The first time Nate visited, he arrived by Megabus and I was so ecstatic to see him. He brought just a small bookbag and a pillow. I hadn’t seen him in a month, which was the longest we had ever gone without seeing one another. I was sleeping on an air mattress at the time, and we spent the night laying on it talking about everything we missed in each other’s lives for the past 30 days. It felt so great to be around him and made me question why I was willingly not doing it.
That weekend, Nate brought a sharpie with him so he could write, “Nate Rules” on the bathroom stalls of every place we went to. He wanted to leave his weird mark on Chicago and I was amused by his ability to be ridiculous without any shame. He also decided that after reading a really great book, he’d leave it somewhere for someone else to pick up. That weekend it was “Into The Wild” and the last I saw, it was laying on a newspaper vending machine near the Blue Line in Irving Park.
He decided to leave Monday morning, which meant I could wait with him at the Megabus stop and see him off before heading into work. I was so, so sad. And mad. I was mad at myself for taking advantage of being with him every single day for so long before moving.
There was a long line to enter the bus, and with each move of our feet I felt dread inch closer and closer. I knew that I’d have to exit the line soon, to let him go and make my way through the crowded city to my building and begin a horrible week of forgetting what it felt like to have him near me. He grabbed my face and I waited, expecting him to simply say that he loved me, but instead he kissed me and pulled me close, whispering in my ear, “Every girl in this city is the same. But you’re different. You hear me? You’re different. Don’t forget that.” And then he got on the bus and I was left standing there, changed and charged, not ready to say goodbye and take the first step away from him and towards the day.

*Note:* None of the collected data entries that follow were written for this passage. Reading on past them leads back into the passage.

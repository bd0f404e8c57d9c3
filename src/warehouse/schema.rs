//! Star-schema DDL: four dimensions, one fact table.
//!
//! - dim_game: identity and scoring attributes
//! - dim_platform: windows/mac/linux availability
//! - dim_time: release date split into year/month/day
//! - dim_ownership: estimated owner range (NULL = unknown)
//! - fact_game_sales: measures plus one key into each dimension
//!
//! Every dimension row belongs to exactly one game; rows are never shared.

use rusqlite::{Connection, Result};
use serde::Serialize;

/// Tables in insert order. Drop in reverse.
pub const TABLES: [&str; 5] = [
    "dim_game",
    "dim_platform",
    "dim_time",
    "dim_ownership",
    "fact_game_sales",
];

pub fn create_schema(conn: &Connection) -> Result<()> {
    conn.execute_batch(
        r#"
        CREATE TABLE IF NOT EXISTS dim_game (
            game_key INTEGER PRIMARY KEY AUTOINCREMENT,
            game_id INTEGER NOT NULL,
            name TEXT,
            required_age INTEGER NOT NULL DEFAULT 0,
            price REAL NOT NULL DEFAULT 0.0,
            metacritic_score INTEGER NOT NULL DEFAULT 0,
            achievements INTEGER NOT NULL DEFAULT 0
        );

        CREATE TABLE IF NOT EXISTS dim_platform (
            platform_key INTEGER PRIMARY KEY AUTOINCREMENT,
            windows INTEGER NOT NULL CHECK (windows IN (0, 1)),
            mac INTEGER NOT NULL CHECK (mac IN (0, 1)),
            linux INTEGER NOT NULL CHECK (linux IN (0, 1))
        );

        CREATE TABLE IF NOT EXISTS dim_time (
            time_key INTEGER PRIMARY KEY AUTOINCREMENT,
            release_date TEXT,
            year INTEGER,
            month INTEGER,
            day INTEGER
        );

        CREATE TABLE IF NOT EXISTS dim_ownership (
            ownership_key INTEGER PRIMARY KEY AUTOINCREMENT,
            estimated_owners_min INTEGER,
            estimated_owners_max INTEGER
        );

        CREATE TABLE IF NOT EXISTS fact_game_sales (
            game_key INTEGER NOT NULL REFERENCES dim_game(game_key),
            platform_key INTEGER NOT NULL REFERENCES dim_platform(platform_key),
            time_key INTEGER NOT NULL REFERENCES dim_time(time_key),
            ownership_key INTEGER NOT NULL REFERENCES dim_ownership(ownership_key),
            recommendations INTEGER NOT NULL DEFAULT 0,
            positive_reviews INTEGER NOT NULL DEFAULT 0,
            negative_reviews INTEGER NOT NULL DEFAULT 0,
            average_playtime_forever INTEGER NOT NULL DEFAULT 0,
            peak_ccu INTEGER NOT NULL DEFAULT 0
        );

        CREATE INDEX IF NOT EXISTS idx_fact_game_key ON fact_game_sales(game_key);
        CREATE INDEX IF NOT EXISTS idx_fact_platform_key ON fact_game_sales(platform_key);
        CREATE INDEX IF NOT EXISTS idx_fact_time_key ON fact_game_sales(time_key);
        CREATE INDEX IF NOT EXISTS idx_fact_ownership_key ON fact_game_sales(ownership_key);
        CREATE INDEX IF NOT EXISTS idx_dim_time_year_month ON dim_time(year, month);
        "#,
    )
}

pub fn drop_schema(conn: &Connection) -> Result<()> {
    for table in TABLES.iter().rev() {
        conn.execute_batch(&format!("DROP TABLE IF EXISTS {table};"))?;
    }
    Ok(())
}

#[derive(Debug, Clone, Default, PartialEq, Eq, Serialize)]
pub struct TableCounts {
    pub dim_game: i64,
    pub dim_platform: i64,
    pub dim_time: i64,
    pub dim_ownership: i64,
    pub fact_game_sales: i64,
}

impl TableCounts {
    pub fn as_pairs(&self) -> [(&'static str, i64); 5] {
        [
            ("dim_game", self.dim_game),
            ("dim_platform", self.dim_platform),
            ("dim_time", self.dim_time),
            ("dim_ownership", self.dim_ownership),
            ("fact_game_sales", self.fact_game_sales),
        ]
    }
}

pub fn table_counts(conn: &Connection) -> Result<TableCounts> {
    let count = |table: &str| -> Result<i64> {
        conn.query_row(&format!("SELECT COUNT(*) FROM {table}"), [], |r| r.get(0))
    };
    Ok(TableCounts {
        dim_game: count("dim_game")?,
        dim_platform: count("dim_platform")?,
        dim_time: count("dim_time")?,
        dim_ownership: count("dim_ownership")?,
        fact_game_sales: count("fact_game_sales")?,
    })
}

As the bus drove away, the tears crowded my eyes and spilled down my cheeks. The city took its cue and the wind started to blow again, each gust cooler and longer than the previous one. I started moving and the sounds around me got louder. The wind continued to churn and my feet continued to pound the pavement. Everything seemed to work together in unison, reminding me that in that moment, the city wouldn’t wait for me. It kept moving, but hopefully, by the time I left work and started my journey home, I’d feel that familiar feeling of being both enormous and tiny at once, reminding me why I stayed.